** DIRECTIONS **
Only the number is wanted: tally the lines below that contain the word "PullRequest".

(Saved entries)

==*==

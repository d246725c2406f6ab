//! Release changelog composition.
//!
//! Merged PRs are grouped by their aspect label into sections, in taxonomy
//! declaration order, with PRs carrying no aspect label collected under
//! "Others" at the end. The composed block is spliced into the release body
//! at a sentinel heading; recomposing with an unchanged PR set reproduces the
//! body byte for byte.

use std::fmt::Write;
use taxonomy::{Category, Label, LabelArchive};
use tracing::info;

use crate::host::{PrQuery, ReleaseKind, RepoHost};
use crate::models::{PullRequest, Release};

/// Sentinel heading that delimits the changelog inside a release body.
pub const CHANGELOG_HEADING: &str = "## Changelog";

const OTHERS_HEADER: &str = "### 🧱 Others";

/// Section header derived from a label name: `"🐞 aspect.Bug"` becomes
/// `"### 🐞 Bugs"`.
fn section_header(label: &Label) -> String {
    let emoji = label.name().split_whitespace().next().unwrap_or("");
    format!("### {emoji} {}s", label.kind().as_str())
}

fn entry(pr: &PullRequest) -> String {
    format!("- {} (#{})", pr.title, pr.number)
}

/// Composes the changelog block for a set of merged PRs.
///
/// The returned block starts with the sentinel heading and carries no
/// trailing whitespace, which is what makes merging idempotent.
#[must_use]
pub fn compose(archive: &LabelArchive, prs: &[PullRequest]) -> String {
    let mut block = CHANGELOG_HEADING.to_string();

    let aspect_labels = archive
        .collection(Category::Aspect)
        .map(|collection| collection.labels())
        .unwrap_or_default();

    for label in aspect_labels {
        let entries: Vec<String> = prs
            .iter()
            .filter(|pr| pr.has_label(label.name()))
            .map(entry)
            .collect();
        if entries.is_empty() {
            continue;
        }
        let _ = write!(block, "\n{}\n{}", section_header(label), entries.join("\n"));
    }

    let others: Vec<String> = prs
        .iter()
        .filter(|pr| pr.label_in(Category::Aspect).is_none())
        .map(entry)
        .collect();
    if !others.is_empty() {
        let _ = write!(block, "\n{OTHERS_HEADER}\n{}", others.join("\n"));
    }

    block
}

/// Splices a composed changelog into a release body.
///
/// An existing changelog (sentinel heading through end of body) is replaced;
/// otherwise the block is appended after the trimmed body.
#[must_use]
pub fn merge_into_body(body: &str, changelog: &str) -> String {
    match body.find(CHANGELOG_HEADING) {
        Some(index) => format!("{}{changelog}", &body[..index]),
        None if body.trim_end().is_empty() => changelog.to_string(),
        None => format!("{}\n\n{changelog}", body.trim_end()),
    }
}

/// Rewrites a draft release's changelog from the PRs merged since the last
/// published release. Published releases are never touched.
pub async fn update_release_changelog<H: RepoHost + ?Sized>(
    archive: &LabelArchive,
    host: &H,
    release: &Release,
) -> bool {
    if !release.draft {
        return true;
    }

    let since = host
        .last_release(ReleaseKind::Published)
        .await
        .and_then(|published| published.published_at);
    let merged = host
        .list_pull_requests(&PrQuery::changelogable_since(since))
        .await;

    info!(
        release = %release.tag_name,
        pr_count = merged.len(),
        "composing draft release changelog"
    );

    let mut updated = release.clone();
    updated.body = merge_into_body(&release.body, &compose(archive, &merged));
    host.update_release(&updated).await
}

#[cfg(test)]
mod tests {
    use super::*;
    use chrono::Utc;
    use taxonomy::{catalog, LiveLabel};

    fn merged_pr(number: u64, title: &str, label: Option<&str>) -> PullRequest {
        PullRequest {
            number,
            state: "closed".to_string(),
            title: title.to_string(),
            body: None,
            labels: label.map(LiveLabel::named).into_iter().collect(),
            created_at: Utc::now(),
            updated_at: Utc::now(),
            closed_at: Some(Utc::now()),
            merged_at: Some(Utc::now()),
            draft: false,
            user: None,
        }
    }

    #[test]
    fn sections_follow_taxonomy_order_with_others_last() {
        let archive = catalog();
        let prs = vec![
            merged_pr(3, "Untagged cleanup", None),
            merged_pr(1, "Fix crash", Some("🐞 aspect.Bug")),
            merged_pr(2, "Add export", Some("💡 aspect.Feature")),
        ];

        let block = compose(&archive, &prs);
        assert_eq!(
            block,
            "## Changelog\n\
             ### 🐞 Bugs\n\
             - Fix crash (#1)\n\
             ### 💡 Features\n\
             - Add export (#2)\n\
             ### 🧱 Others\n\
             - Untagged cleanup (#3)"
        );
    }

    #[test]
    fn empty_pr_set_composes_bare_heading() {
        let archive = catalog();
        assert_eq!(compose(&archive, &[]), "## Changelog");
    }

    #[test]
    fn merge_appends_when_no_sentinel_present() {
        let merged = merge_into_body("Release notes.\n\n", "## Changelog\n### 🐞 Bugs\n- Fix (#1)");
        assert_eq!(merged, "Release notes.\n\n## Changelog\n### 🐞 Bugs\n- Fix (#1)");
    }

    #[test]
    fn merge_replaces_existing_changelog_span() {
        let body = "Notes.\n\n## Changelog\n### 🐞 Bugs\n- Old (#1)";
        let merged = merge_into_body(body, "## Changelog\n### 🐞 Bugs\n- Fix (#1)\n- New (#2)");
        assert_eq!(merged, "Notes.\n\n## Changelog\n### 🐞 Bugs\n- Fix (#1)\n- New (#2)");
    }

    #[test]
    fn merging_twice_is_byte_identical() {
        let archive = catalog();
        let prs = vec![
            merged_pr(1, "Fix crash", Some("🐞 aspect.Bug")),
            merged_pr(2, "Untagged", None),
        ];
        let block = compose(&archive, &prs);

        let once = merge_into_body("Release notes.", &block);
        let twice = merge_into_body(&once, &compose(&archive, &prs));
        assert_eq!(once, twice);
    }

    #[test]
    fn merge_into_empty_body_is_just_the_block() {
        assert_eq!(merge_into_body("", "## Changelog"), "## Changelog");
    }
}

==*==

** RESULT OF THE EXERCISE **
5